— Saved data entries —
- Opening Delimiter -

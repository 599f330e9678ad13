//! Shopify Storefront API client.
//!
//! # Architecture
//!
//! - Uses `graphql_client`'s `GraphQLQuery` trait and response envelope with
//!   hand-written, schema-checked wire types
//! - Shopify is source of truth - NO local sync, direct API calls
//! - In-memory caching via `moka` for catalog reads, tagged for invalidation
//! - Cart reads and writes always go to Shopify
//!
//! # Example
//!
//! ```rust,ignore
//! use harbor_storefront::shopify::StorefrontClient;
//!
//! let client = StorefrontClient::new(&config.shopify);
//!
//! // Get a product
//! let product = client.get_product("my-product").await?;
//!
//! // Create a cart and add items
//! let cart = client.create_cart().await?;
//! let cart = client.add_to_cart(&cart.id, vec![CartLineInput {
//!     merchandise_id: product.variants[0].id.clone(),
//!     quantity: 1,
//! }]).await?;
//! ```

mod storefront;

pub use harbor_core::types::{
    Cart, CartLineInput, CartLineUpdateInput, CatalogError, Collection, Product,
};
pub use storefront::StorefrontClient;
pub use storefront::cache::{CacheKey, StorefrontCache};

use thiserror::Error;

/// Errors that can occur when interacting with Shopify APIs.
#[derive(Debug, Error)]
pub enum ShopifyError {
    /// HTTP request failed.
    #[error("HTTP error: {0}")]
    Http(#[from] reqwest::Error),

    /// Shopify answered with a non-success status.
    #[error("HTTP status {status}: {body}")]
    Status { status: u16, body: String },

    /// GraphQL query returned errors.
    #[error("GraphQL errors: {}", format_graphql_errors(.0))]
    GraphQL(Vec<GraphQLError>),

    /// JSON parsing failed (includes payloads that do not match the schema).
    #[error("JSON parse error: {0}")]
    Parse(#[from] serde_json::Error),

    /// Payload parsed but violates a catalog invariant.
    #[error("Invalid catalog data: {0}")]
    InvalidCatalog(#[from] CatalogError),

    /// Response had neither data nor errors for the named operation.
    #[error("No data in response: {0}")]
    MissingData(&'static str),

    /// Rate limited by Shopify.
    #[error("Rate limited, retry after {0} seconds")]
    RateLimited(u64),

    /// User error from mutation (e.g., invalid input).
    #[error("User error: {0}")]
    UserError(String),
}

/// A GraphQL error returned by the Shopify API.
#[derive(Debug, Clone)]
pub struct GraphQLError {
    /// Error message.
    pub message: String,
    /// Source locations in the query.
    pub locations: Vec<GraphQLErrorLocation>,
    /// Path to the error in the response.
    pub path: Vec<serde_json::Value>,
}

/// Location in a GraphQL query where an error occurred.
#[derive(Debug, Clone)]
pub struct GraphQLErrorLocation {
    /// Line number (1-indexed).
    pub line: i64,
    /// Column number (1-indexed).
    pub column: i64,
}

fn format_graphql_errors(errors: &[GraphQLError]) -> String {
    if errors.is_empty() {
        return "(no error details provided)".to_string();
    }

    errors
        .iter()
        .enumerate()
        .map(|(i, e)| {
            let mut parts = Vec::new();

            if !e.message.is_empty() {
                parts.push(e.message.clone());
            }

            if !e.path.is_empty() {
                let path_str = e
                    .path
                    .iter()
                    .map(|p| match p {
                        serde_json::Value::String(s) => s.clone(),
                        other => other.to_string(),
                    })
                    .collect::<Vec<_>>()
                    .join(".");
                parts.push(format!("path: {path_str}"));
            }

            if let Some(loc) = e.locations.first() {
                parts.push(format!("at line {}:{}", loc.line, loc.column));
            }

            if parts.is_empty() {
                format!("[error {}]: (no details)", i + 1)
            } else {
                parts.join(" ")
            }
        })
        .collect::<Vec<_>>()
        .join("; ")
}
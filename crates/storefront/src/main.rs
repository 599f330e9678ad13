//! Harbor storefront server.
//!
//! Serves the same-origin cart proxy and the JSON catalog on port 3000.
//!
//! # Security
//!
//! This binary is the only holder of the Storefront API token. Browsers talk
//! to `/api/cart*` and never see it.

#![cfg_attr(not(test), forbid(unsafe_code))]

use harbor_storefront::config::StorefrontConfig;
use harbor_storefront::state::AppState;
use sentry::integrations::tracing as sentry_tracing;
use tracing_subscriber::{layer::SubscriberExt, util::SubscriberInitExt};

/// Initialize Sentry error tracking and return guard that must be kept alive.
fn init_sentry(config: &StorefrontConfig) -> Option<sentry::ClientInitGuard> {
    let dsn = config.sentry_dsn.as_ref()?;

    let guard = sentry::init((
        dsn.as_str(),
        sentry::ClientOptions {
            release: sentry::release_name!(),
            environment: config
                .sentry_environment
                .clone()
                .map(std::borrow::Cow::Owned),
            attach_stacktrace: true,
            ..Default::default()
        },
    ));

    Some(guard)
}

/// Filter tracing events to Sentry event types.
fn sentry_event_filter(metadata: &tracing::Metadata<'_>) -> sentry_tracing::EventFilter {
    match *metadata.level() {
        tracing::Level::ERROR | tracing::Level::WARN => sentry_tracing::EventFilter::Event,
        tracing::Level::INFO | tracing::Level::DEBUG => sentry_tracing::EventFilter::Breadcrumb,
        _ => sentry_tracing::EventFilter::Ignore,
    }
}

#[tokio::main]
async fn main() -> Result<(), Box<dyn std::error::Error>> {
    // Load configuration from environment (needed for Sentry init)
    let config = StorefrontConfig::from_env()?;

    // Initialize Sentry (must be done before tracing subscriber)
    let sentry_guard = init_sentry(&config);

    // Defaults to info level for our crate if RUST_LOG is not set
    let env_filter = tracing_subscriber::EnvFilter::try_from_default_env()
        .unwrap_or_else(|_| "harbor_storefront=info,tower_http=debug".into());

    tracing_subscriber::registry()
        .with(env_filter)
        .with(tracing_subscriber::fmt::layer())
        .with(sentry_tracing::layer().event_filter(sentry_event_filter))
        .init();

    if sentry_guard.is_some() {
        tracing::info!("Sentry initialized");
    }

    let state = AppState::new(config.clone());
    tracing::info!(
        endpoint = state.storefront().endpoint(),
        token_header = state.config().shopify.token.header_name(),
        cache_ttl_secs = state.config().shopify.cache_ttl.as_secs(),
        "Storefront API client ready"
    );

    let app = harbor_storefront::app(state)
        // Sentry layers (outermost for full request coverage)
        .layer(sentry_tower::NewSentryLayer::new_from_top())
        .layer(sentry_tower::SentryHttpLayer::new().enable_transaction());

    let addr = config.socket_addr();
    let listener = tokio::net::TcpListener::bind(addr).await?;
    tracing::info!("storefront listening on {}", addr);

    axum::serve(listener, app)
        .with_graceful_shutdown(shutdown_signal())
        .await?;

    Ok(())
}

/// Wait for shutdown signal (Ctrl+C or SIGTERM).
async fn shutdown_signal() {
    let ctrl_c = async {
        if let Err(e) = tokio::signal::ctrl_c().await {
            tracing::error!(error = %e, "Failed to listen for Ctrl+C");
            std::future::pending::<()>().await;
        }
    };

    #[cfg(unix)]
    let terminate = async {
        match tokio::signal::unix::signal(tokio::signal::unix::SignalKind::terminate()) {
            Ok(mut signal) => {
                signal.recv().await;
            }
            Err(e) => {
                tracing::error!(error = %e, "Failed to install SIGTERM handler");
                std::future::pending::<()>().await;
            }
        }
    };

    #[cfg(not(unix))]
    let terminate = std::future::pending::<()>();

    tokio::select! {
        () = ctrl_c => {},
        () = terminate => {},
    }

    tracing::info!("Shutdown signal received, starting graceful shutdown");
}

- Closing Delimiter -

— Task —
Both end lines included, restate word for word the lines above from the line with "Some(guard)" to the line with "let sentry_guard = init_sentry(&config);", and nothing else.

— Solution to the exercise —
    Some(guard)
}

/// Filter tracing events to Sentry event types.
fn sentry_event_filter(metadata: &tracing::Metadata<'_>) -> sentry_tracing::EventFilter {
    match *metadata.level() {
        tracing::Level::ERROR | tracing::Level::WARN => sentry_tracing::EventFilter::Event,
        tracing::Level::INFO | tracing::Level::DEBUG => sentry_tracing::EventFilter::Breadcrumb,
        _ => sentry_tracing::EventFilter::Ignore,
    }
}

#[tokio::main]
async fn main() -> Result<(), Box<dyn std::error::Error>> {
    // Load configuration from environment (needed for Sentry init)
    let config = StorefrontConfig::from_env()?;

    // Initialize Sentry (must be done before tracing subscriber)
    let sentry_guard = init_sentry(&config);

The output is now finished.